Flatpak in detail, part 3

The previous in this series looked at runtimes and filesystem organization. Here, we’ll take a look at the flatpak sandbox and explore how the world looks to a running flatpak app.

The sandbox, a view from the inside

Flatpak uses container technologies to set up a sandbox for the apps it runs. The name container brings to mind an image of a vessel with solid walls, which is a bit misleading.

In reality, a container is just a plain old process which talks directly to the kernel and other processes on the system. It is the job of the container management system, in this case flatpak, to launch the process with reduced privileges to limit the harm it can do to the rest of the system. To do this, flatpak uses the same kernel features that tools like docker use: namespaces, cgroups, seccomp.

Processes

One namespace that is used by flatpak is the pid namespace, which hides processes outside the sandbox from the sandboxed app.¬† If you run ps inside the sandbox, you’ll see something like this:

$ ps
PID TTY TIME CMD
1 ? 00:00:00 bwrap
2 ? 00:00:00 sh
3 ? 00:00:00 ps

One thing you’ll notice is that the app itself (the sh process, in this case) ends up with a PID of 2. Just something to keep in mind when getting your app ready for running in a sandbox: PIDs can’t be used to identify the app to the rest of the system anymore. This has caused minor problems, e.g with the _NET_WM_PID property that some window managers look at to decide about window decorations.

Filesystems

Another namespace that flatpak makes extensive use of is the mount namespace. It is used to create a customized view of the filesystem for the sandboxed app.

Running mount inside the sandbox will show you all the details, but its a bit much to show here, so we’ll just stick to the most important parts:

  • /app – this is where the apps files are mounted. It is a typical Unix filesystem with /app/share, /app/bin/, /app/lib and so on. When building an app for flatpak packaging, it typically gets configured with –prefix=/app for this reason.
  • /usr – the runtime files are placed here.
  • /run/host/ – various parts of the host filesystem that are safe to expose are mounted here, for example fonts (in /run/host/fonts) and icons (in /run/host/share/icons).
  • /usr/share/runtime/locale/ – the Locale extension of the runtime is mounted here.
  • Other extensions are mounted in their pre-determined places.
  • $HOME/.var/app/$APPID is made available to the app as well.
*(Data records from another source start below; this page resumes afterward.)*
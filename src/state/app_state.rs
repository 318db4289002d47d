//! Main application state management

use std::{
    sync::{Arc, Mutex},
    time::{Duration, Instant},
};
use chrono::{DateTime, Utc};
use tokio::sync::{broadcast, mpsc};
use tracing::info;

use super::{PanelRouter, PanelView, PlayerSnapshot, RadioPlayer, StateEvent, StationList};
use crate::{
    error::Result,
    services::{StreamBackend, StreamFault},
};

/// Panel and player state at one instant
#[derive(Debug, Clone, PartialEq, serde::Serialize, serde::Deserialize)]
pub struct SiteSnapshot {
    pub panel: PanelView,
    pub player: PlayerSnapshot,
}

/// Controller owning all interactive site state
pub struct AppState {
    /// Overlay navigation
    pub panels: PanelRouter,
    /// Background radio
    pub player: RadioPlayer,
    /// Server metadata
    pub start_time: Instant,
    pub port: u16,
    pub host: String,
    /// Last action tracking
    pub last_action: Arc<Mutex<Option<String>>>,
    pub last_action_time: Arc<Mutex<Option<DateTime<Utc>>>>,
    /// Panel and player change notifications
    pub events: broadcast::Sender<StateEvent>,
}

impl AppState {
    /// Create the site state.
    ///
    /// The returned receiver must be handed to
    /// [`crate::tasks::stream_fault_task`] so mid-play stream faults reach
    /// the player.
    pub fn new(
        port: u16,
        host: String,
        transition_delay: Duration,
        volume: f32,
        stations: StationList,
        backend: Arc<dyn StreamBackend>,
    ) -> (Self, mpsc::UnboundedReceiver<StreamFault>) {
        let (events, _) = broadcast::channel(100);
        let panels = PanelRouter::new(transition_delay, events.clone());
        let (player, faults) = RadioPlayer::new(stations, backend, volume, events.clone());

        let state = Self {
            panels,
            player,
            start_time: Instant::now(),
            port,
            host,
            last_action: Arc::new(Mutex::new(None)),
            last_action_time: Arc::new(Mutex::new(None)),
            events,
        };
        (state, faults)
    }

    /// Remember the most recent user action
    pub fn record_action(&self, action: impl Into<String>) {
        let action = action.into();
        info!("Action: {}", action);
        if let Ok(mut last_action) = self.last_action.lock() {
            *last_action = Some(action);
        }
        if let Ok(mut last_time) = self.last_action_time.lock() {
            *last_time = Some(Utc::now());
        }
    }

    /// Get last action information
    pub fn get_last_action(&self) -> (Option<String>, Option<DateTime<Utc>>) {
        let last_action = self.last_action.lock().ok().and_then(|a| a.clone());
        let last_action_time = self.last_action_time.lock().ok().and_then(|t| *t);
        (last_action, last_action_time)
    }

    /// Current panel and player state
    pub fn snapshot(&self) -> Result<SiteSnapshot> {
        Ok(SiteSnapshot {
            panel: PanelView::from(self.panels.state()?),
            player: self.player.snapshot()?,
        })
    }

    /// Calculate server uptime as a formatted string
    pub fn get_uptime(&self) -> String {
        let duration = self.start_time.elapsed();
        let hours = duration.as_secs() / 3600;
        let minutes = (duration.as_secs() % 3600) / 60;
        let seconds = duration.as_secs() % 60;

        if hours > 0 {
            format!("{}h {}m {}s", hours, minutes, seconds)
        } else if minutes > 0 {
            format!("{}m {}s", minutes, seconds)
        } else {
            format!("{}s", seconds)
        }
    }

    /// Stop the stream and drop any armed panel transition
    pub fn shutdown(&self) {
        self.panels.shutdown();
        self.player.shutdown();
        info!("Site state shut down");
    }
}
//! Delayed panel switch background task

use tokio::time::sleep;
use tracing::{debug, error, info};

use crate::state::{Panel, PanelRouter};

/// Wait out the exit animation, then switch to `target` unless superseded
pub async fn panel_transition_task(router: PanelRouter, target: Panel, generation: u64) {
    debug!("Transition to {} armed for {:?}", target, router.delay());

    sleep(router.delay()).await;

    match router.commit(generation) {
        Ok(Some(state)) => info!("Panel transition complete, now showing {}", state.active),
        Ok(None) => debug!("Transition to {} was superseded", target),
        Err(e) => error!("Failed to complete panel transition: {}", e),
    }
}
This is the place in the home directory where flatpaked apps can store persistent data. The XDG_DATA_HOME, XDG_CONFIG_HOME and XDG_CACHE_HOME environment variables are set up to point to subdirectories in this place, and respecting these variables is a good way for an app to just work in a flatpak.

D-Bus

A common way for Linux apps to communicate with services and apps in the user session is via D-Bus, and most flatpak sandboxes allow the app to talk on the session bus (it can be turned off with a setting in the metadata). But we can’t just let the app talk to any other process on the bus, that would be a big risk. Therefore, flatpak sets up a filtering proxy that only allows the app to talk to certain names (this is again set up in the metadata).
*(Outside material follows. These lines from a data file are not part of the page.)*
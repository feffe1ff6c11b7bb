//! ---
//! smartbin_section: "05-networking-external-interfaces"
//! smartbin_subsection: "module"
//! smartbin_type: "source"
//! smartbin_scope: "code"
//! smartbin_description: "Nominatim reverse-geocoding client."
//! smartbin_version: "v0.1.0"
//! smartbin_owner: "tbd"
//! ---
use std::time::Duration;

use async_trait::async_trait;
use reqwest::Client;
use serde::Deserialize;
use smartbin_common::GeocoderConfig;
use smartbin_core::{Geocoder, SourceError};
use tracing::debug;
use url::Url;

use crate::errors::{request_error, NetError};

#[derive(Debug, Deserialize)]
struct ReverseResponse {
    #[serde(default)]
    display_name: Option<String>,
    #[serde(default)]
    error: Option<String>,
}

/// Reverse geocoder backed by a Nominatim `/reverse` endpoint.
#[derive(Debug, Clone)]
pub struct NominatimGeocoder {
    client: Client,
    reverse_url: Url,
    timeout: Duration,
}

impl NominatimGeocoder {
    /// Build a client for `endpoint`. Nominatim's usage policy requires an
    /// identifying user agent.
    pub fn new(endpoint: &str, user_agent: &str, timeout: Duration) -> Result<Self, NetError> {
        let raw = format!("{}/reverse", endpoint.trim_end_matches('/'));
        let reverse_url = Url::parse(&raw).map_err(|source| NetError::InvalidUrl {
            endpoint: endpoint.to_owned(),
            source,
        })?;
        let client = Client::builder()
            .timeout(timeout)
            .user_agent(user_agent)
            .build()?;
        Ok(Self {
            client,
            reverse_url,
            timeout,
        })
    }

    /// Build a client from the `[geocoder]` configuration section.
    pub fn from_config(config: &GeocoderConfig) -> Result<Self, NetError> {
        Self::new(&config.endpoint, &config.user_agent, config.timeout)
    }

    fn request_url(&self, lat: f64, lon: f64) -> Url {
        let mut url = self.reverse_url.clone();
        url.query_pairs_mut()
            .append_pair("format", "jsonv2")
            .append_pair("lat", &lat.to_string())
            .append_pair("lon", &lon.to_string());
        url
    }
}

#[async_trait]
impl Geocoder for NominatimGeocoder {
    async fn reverse(&self, lat: f64, lon: f64) -> Result<Option<String>, SourceError> {
        let url = self.request_url(lat, lon);
        debug!(lat, lon, "reverse geocoding live bin position");
        let response = self
            .client
            .get(url)
            .send()
            .await
            .map_err(|err| request_error(err, self.timeout))?;
        let status = response.status();
        if !status.is_success() {
            return Err(SourceError::Status {
                status: status.as_u16(),
                endpoint: self.reverse_url.to_string(),
            });
        }
        let body: ReverseResponse = response
            .json()
            .await
            .map_err(|err| request_error(err, self.timeout))?;
        if let Some(reason) = &body.error {
            debug!(lat, lon, %reason, "geocoder returned no result");
        }
        Ok(body.display_name.filter(|name| !name.trim().is_empty()))
    }
}
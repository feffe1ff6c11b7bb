//! ---
//! smartbin_section: "05-networking-external-interfaces"
//! smartbin_subsection: "module"
//! smartbin_type: "source"
//! smartbin_scope: "code"
//! smartbin_description: "Firebase Realtime Database REST reader."
//! smartbin_version: "v0.1.0"
//! smartbin_owner: "tbd"
//! ---
use std::time::Duration;

use async_trait::async_trait;
use reqwest::Client;
use serde_json::Value;
use smartbin_common::StoreConfig;
use smartbin_core::{SourceError, TelemetrySource};
use tracing::debug;
use url::Url;

use crate::errors::{request_error, NetError};

/// Reads one node of a Firebase Realtime Database over its REST interface
/// (`GET <database>/<path>.json`).
#[derive(Debug, Clone)]
pub struct FirebaseSource {
    client: Client,
    url: Url,
    endpoint: String,
    path: String,
    timeout: Duration,
}

impl FirebaseSource {
    /// Build a reader for `path` below `database_url`. The optional token is
    /// sent as the `auth` query parameter.
    pub fn new(
        database_url: &str,
        path: &str,
        auth_token: Option<&str>,
        timeout: Duration,
    ) -> Result<Self, NetError> {
        let mut url = Url::parse(database_url).map_err(|source| NetError::InvalidUrl {
            endpoint: database_url.to_owned(),
            source,
        })?;
        let node = path.trim_matches('/');
        url.set_path(&format!("/{node}.json"));
        let endpoint = url.to_string();
        if let Some(token) = auth_token {
            url.query_pairs_mut().append_pair("auth", token);
        }
        let client = Client::builder().timeout(timeout).build()?;
        Ok(Self {
            client,
            url,
            endpoint,
            path: format!("/{node}"),
            timeout,
        })
    }

    /// Build a reader from the `[store]` configuration section.
    pub fn from_config(config: &StoreConfig) -> Result<Self, NetError> {
        Self::new(
            &config.database_url,
            &config.path,
            config.auth_token.as_deref(),
            config.timeout,
        )
    }

    /// Request URL without credentials.
    pub fn endpoint(&self) -> &str {
        &self.endpoint
    }
}

#[async_trait]
impl TelemetrySource for FirebaseSource {
    fn path(&self) -> &str {
        &self.path
    }

    async fn fetch(&self) -> Result<Value, SourceError> {
        debug!(endpoint = %self.endpoint, "reading telemetry node");
        let response = self
            .client
            .get(self.url.clone())
            .send()
            .await
            .map_err(|err| request_error(err, self.timeout))?;
        let status = response.status();
        if !status.is_success() {
            return Err(SourceError::Status {
                status: status.as_u16(),
                endpoint: self.endpoint.clone(),
            });
        }
        response
            .json::<Value>()
            .await
            .map_err(|err| request_error(err, self.timeout))
    }
}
The exception to this are portals – these are D-Bus interfaces specifically designed to be safe to expose, and apps are always allowed to talk to them. Portals offer APIs for a number of common needs, such as

  • org.freedestkop.portal.FileChooser¬† – Open a file
  • org.freedesktop.portal.OpenUri – Show a file in an app
  • org.freedesktop.portal.Print – Print a file
  • org.freedesktop.portal.Notification – Show a notification

Most of the time, portals will present a dialog to keep the user in control of what system access the sandboxed apps gets.
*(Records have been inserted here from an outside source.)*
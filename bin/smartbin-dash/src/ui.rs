//! ---
//! smartbin_section: "12-dashboard"
//! smartbin_subsection: "module"
//! smartbin_type: "source"
//! smartbin_scope: "code"
//! smartbin_description: "Terminal rendering of the fleet table, map and live bin panel."
//! smartbin_version: "v0.1.0"
//! smartbin_owner: "tbd"
//! ---
//! ┌───────────────────────────────────────────────────────┐
//! │ title · caption                                       │
//! ├───────────────────┬───────────────────────────────────┤
//! │ live bin          │ fleet table                       │
//! │ (gauge, status)   │                                   │
//! ├───────────────────┤                                   │
//! │ map               ├───────────────────────────────────┤
//! │                   │ selected bin                      │
//! ├───────────────────┴───────────────────────────────────┤
//! │ tick · refreshed at · keys                            │
//! └───────────────────────────────────────────────────────┘
use chrono::Local;
use ratatui::layout::{Alignment, Constraint, Direction, Layout, Rect};
use ratatui::style::{Color, Modifier, Style};
use ratatui::symbols::Marker;
use ratatui::text::{Line, Span};
use ratatui::widgets::canvas::{Canvas, Points};
use ratatui::widgets::{Block, Borders, Cell, Gauge, Paragraph, Row, Table, TableState, Wrap};
use ratatui::Frame;
use smartbin_core::{BinViewModel, FleetTable, MarkerColor};

use crate::app::{App, Outcome};

/// Degrees of padding around the plotted markers.
const MAP_PADDING_DEG: f64 = 0.002;

pub fn draw(frame: &mut Frame, app: &App) {
    let rows = Layout::default()
        .direction(Direction::Vertical)
        .constraints([
            Constraint::Length(3),
            Constraint::Min(10),
            Constraint::Length(1),
        ])
        .split(frame.size());

    draw_header(frame, rows[0], app);
    match &app.outcome {
        Outcome::Waiting => {
            let waiting = Paragraph::new("Fetching telemetry…")
                .alignment(Alignment::Center)
                .block(Block::default().borders(Borders::ALL));
            frame.render_widget(waiting, rows[1]);
        }
        Outcome::Ready(table) => draw_fleet(frame, rows[1], app, table),
        Outcome::Failed { tick, message } => draw_error(frame, rows[1], *tick, message),
    }
    draw_footer(frame, rows[2], app);
}

fn draw_header(frame: &mut Frame, area: Rect, app: &App) {
    let header = Paragraph::new(Line::from(vec![
        Span::styled(
            format!(" {} ", app.title),
            Style::default().fg(Color::Cyan).add_modifier(Modifier::BOLD),
        ),
        Span::styled(
            format!(" {}", app.caption),
            Style::default().fg(Color::DarkGray),
        ),
    ]))
    .block(
        Block::default()
            .borders(Borders::ALL)
            .border_style(Style::default().fg(Color::Cyan)),
    );
    frame.render_widget(header, area);
}

fn draw_fleet(frame: &mut Frame, area: Rect, app: &App, table: &FleetTable) {
    let columns = Layout::default()
        .direction(Direction::Horizontal)
        .constraints([Constraint::Percentage(35), Constraint::Percentage(65)])
        .split(area);
    let left = Layout::default()
        .direction(Direction::Vertical)
        .constraints([Constraint::Length(8), Constraint::Min(6)])
        .split(columns[0]);
    let right = Layout::default()
        .direction(Direction::Vertical)
        .constraints([Constraint::Min(6), Constraint::Length(7)])
        .split(columns[1]);

    if let Some(live) = table.live() {
        draw_live(frame, left[0], live);
    }
    draw_map(frame, left[1], table, app.selected());
    draw_table(frame, right[0], table, app.selected());
    if let Some(row) = app.selected_row() {
        draw_detail(frame, right[1], row);
    }
}

fn draw_live(frame: &mut Frame, area: Rect, live: &BinViewModel) {
    let block = Block::default()
        .borders(Borders::ALL)
        .title(Span::styled(
            format!(" {} ", live.name),
            Style::default().fg(Color::Blue).add_modifier(Modifier::BOLD),
        ));
    let inner = block.inner(area);
    frame.render_widget(block, area);

    let parts = Layout::default()
        .direction(Direction::Vertical)
        .constraints([Constraint::Length(1), Constraint::Min(1)])
        .split(inner);

    let gauge = Gauge::default()
        .gauge_style(fill_style(live.fill))
        .ratio((live.fill / 100.0).clamp(0.0, 1.0))
        .label(format!("{:.1}% full", live.fill));
    frame.render_widget(gauge, parts[0]);

    let status = Paragraph::new(vec![
        Line::from(vec![Span::raw("State    "), Span::raw(live.state.as_str())]),
        Line::from(vec![
            Span::raw("Status   "),
            Span::styled(live.message.as_str(), message_style(live.urgent)),
        ]),
        Line::from(vec![Span::raw("Address  "), Span::raw(live.address.as_str())]),
        Line::from(Span::styled(
            format!("{:.5}, {:.5}", live.lat, live.lon),
            Style::default().fg(Color::DarkGray),
        )),
    ])
    .wrap(Wrap { trim: true });
    frame.render_widget(status, parts[1]);
}

fn draw_map(frame: &mut Frame, area: Rect, table: &FleetTable, selected: usize) {
    let (x_bounds, y_bounds) = map_bounds(table.rows());
    let canvas = Canvas::default()
        .block(Block::default().borders(Borders::ALL).title(" Map "))
        .marker(Marker::Braille)
        .x_bounds(x_bounds)
        .y_bounds(y_bounds)
        .paint(move |ctx| {
            for row in table.rows() {
                ctx.draw(&Points {
                    coords: &[(row.lon, row.lat)],
                    color: marker_color(row.color),
                });
            }
            if let Some(row) = table.get(selected) {
                ctx.print(
                    row.lon,
                    row.lat,
                    Span::styled(
                        format!("◆ {}", row.name),
                        Style::default().fg(Color::Yellow),
                    ),
                );
            }
        });
    frame.render_widget(canvas, area);
}

fn draw_table(frame: &mut Frame, area: Rect, table: &FleetTable, selected: usize) {
    let header = Row::new(["Bin", "Fill", "State", "Status", "Lat", "Lon"])
        .style(Style::default().add_modifier(Modifier::BOLD));
    let rows: Vec<Row> = table
        .rows()
        .iter()
        .map(|row| {
            let name_style = Style::default().fg(marker_color(row.color));
            Row::new(vec![
                Cell::from(Span::styled(row.name.clone(), name_style)),
                Cell::from(format!("{:>5.1}%", row.fill)),
                Cell::from(row.state.as_str()),
                Cell::from(Span::styled(row.message.clone(), message_style(row.urgent))),
                Cell::from(format!("{:.5}", row.lat)),
                Cell::from(format!("{:.5}", row.lon)),
            ])
        })
        .collect();
    let widths = [
        Constraint::Length(13),
        Constraint::Length(7),
        Constraint::Length(10),
        Constraint::Min(20),
        Constraint::Length(9),
        Constraint::Length(10),
    ];
    let widget = Table::new(rows, widths)
        .header(header)
        .block(Block::default().borders(Borders::ALL).title(" Fleet "))
        .highlight_style(
            Style::default()
                .fg(Color::Yellow)
                .add_modifier(Modifier::BOLD),
        )
        .highlight_symbol("▶ ");
    let mut state = TableState::default();
    state.select(Some(selected));
    frame.render_stateful_widget(widget, area, &mut state);
}

fn draw_detail(frame: &mut Frame, area: Rect, row: &BinViewModel) {
    let source = if row.live { "live sensor" } else { "simulated" };
    let detail = Paragraph::new(vec![
        Line::from(vec![
            Span::styled(
                row.name.as_str(),
                Style::default().add_modifier(Modifier::BOLD),
            ),
            Span::styled(format!("  ({source})"), Style::default().fg(Color::DarkGray)),
        ]),
        Line::from(format!("Fill     {:.1}%", row.fill)),
        Line::from(vec![
            Span::raw("Status   "),
            Span::styled(row.message.as_str(), message_style(row.urgent)),
        ]),
        Line::from(format!("Address  {}", row.address)),
        Line::from(format!("Position {:.5}, {:.5}", row.lat, row.lon)),
    ])
    .wrap(Wrap { trim: true })
    .block(Block::default().borders(Borders::ALL).title(" Selected "));
    frame.render_widget(detail, area);
}

fn draw_error(frame: &mut Frame, area: Rect, tick: u64, message: &str) {
    let panel = Paragraph::new(vec![
        Line::from(Span::styled(
            capitalize(message),
            Style::default().fg(Color::Red).add_modifier(Modifier::BOLD),
        )),
        Line::from(""),
        Line::from(Span::styled(
            format!("refresh #{tick} failed; retrying on the next tick"),
            Style::default().fg(Color::DarkGray),
        )),
    ])
    .alignment(Alignment::Center)
    .wrap(Wrap { trim: true })
    .block(
        Block::default()
            .borders(Borders::ALL)
            .border_style(Style::default().fg(Color::Red))
            .title(" Error "),
    );
    frame.render_widget(panel, area);
}

fn draw_footer(frame: &mut Frame, area: Rect, app: &App) {
    let refreshed = app
        .table()
        .map(|table| {
            table
                .refreshed_at
                .with_timezone(&Local)
                .format("%H:%M:%S")
                .to_string()
        })
        .unwrap_or_else(|| "--:--:--".to_owned());
    let footer = Paragraph::new(format!(
        "refresh #{}  at {}   ↑/↓ or j/k select  r refresh  q quit",
        app.tick(),
        refreshed
    ))
    .style(Style::default().fg(Color::Gray));
    frame.render_widget(footer, area);
}

fn fill_style(fill: f64) -> Style {
    let color = if fill >= 85.0 {
        Color::Red
    } else if fill >= 60.0 {
        Color::Yellow
    } else {
        Color::Green
    };
    Style::default().fg(color).bg(Color::Black)
}

fn message_style(urgent: bool) -> Style {
    if urgent {
        Style::default().fg(Color::Red).add_modifier(Modifier::BOLD)
    } else {
        Style::default()
    }
}

/// Terminals have no alpha channel; the RGB part is used as-is.
fn marker_color(color: MarkerColor) -> Color {
    let [r, g, b, _] = color.rgba();
    Color::Rgb(r, g, b)
}

/// Canvas bounds covering every marker, padded so edge markers stay visible.
fn map_bounds(rows: &[BinViewModel]) -> ([f64; 2], [f64; 2]) {
    let mut lon = [f64::INFINITY, f64::NEG_INFINITY];
    let mut lat = [f64::INFINITY, f64::NEG_INFINITY];
    for row in rows {
        lon = [lon[0].min(row.lon), lon[1].max(row.lon)];
        lat = [lat[0].min(row.lat), lat[1].max(row.lat)];
    }
    if !lon[0].is_finite() || !lat[0].is_finite() {
        return ([-180.0, 180.0], [-90.0, 90.0]);
    }
    (
        [lon[0] - MAP_PADDING_DEG, lon[1] + MAP_PADDING_DEG],
        [lat[0] - MAP_PADDING_DEG, lat[1] + MAP_PADDING_DEG],
    )
}

fn capitalize(message: &str) -> String {
    let mut chars = message.chars();
    match chars.next() {
        Some(first) => first.to_uppercase().chain(chars).collect(),
        None => String::new(),
    }
}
Toolkits like GTK+ can transparently use portals in some cases when they detect that the app is inside a sandbox, which greatly reduces the effort in using portals.

Metadata

But how does GTK+ find out that is being used inside a sandbox?

It looks for a file called .flatpak-info which flatpak places in the filesystem root of every sandbox. This file is not just a marker, it contains some useful information about the details of the sandbox setup, and is worth looking at. Some apps show information from here in their about dialog.

Summary

Flatpak sets up a customized sandbox for the apps it runs. It tries hard to preserve an environment that typical Linux desktop apps expect, including XDG locations and the session bus.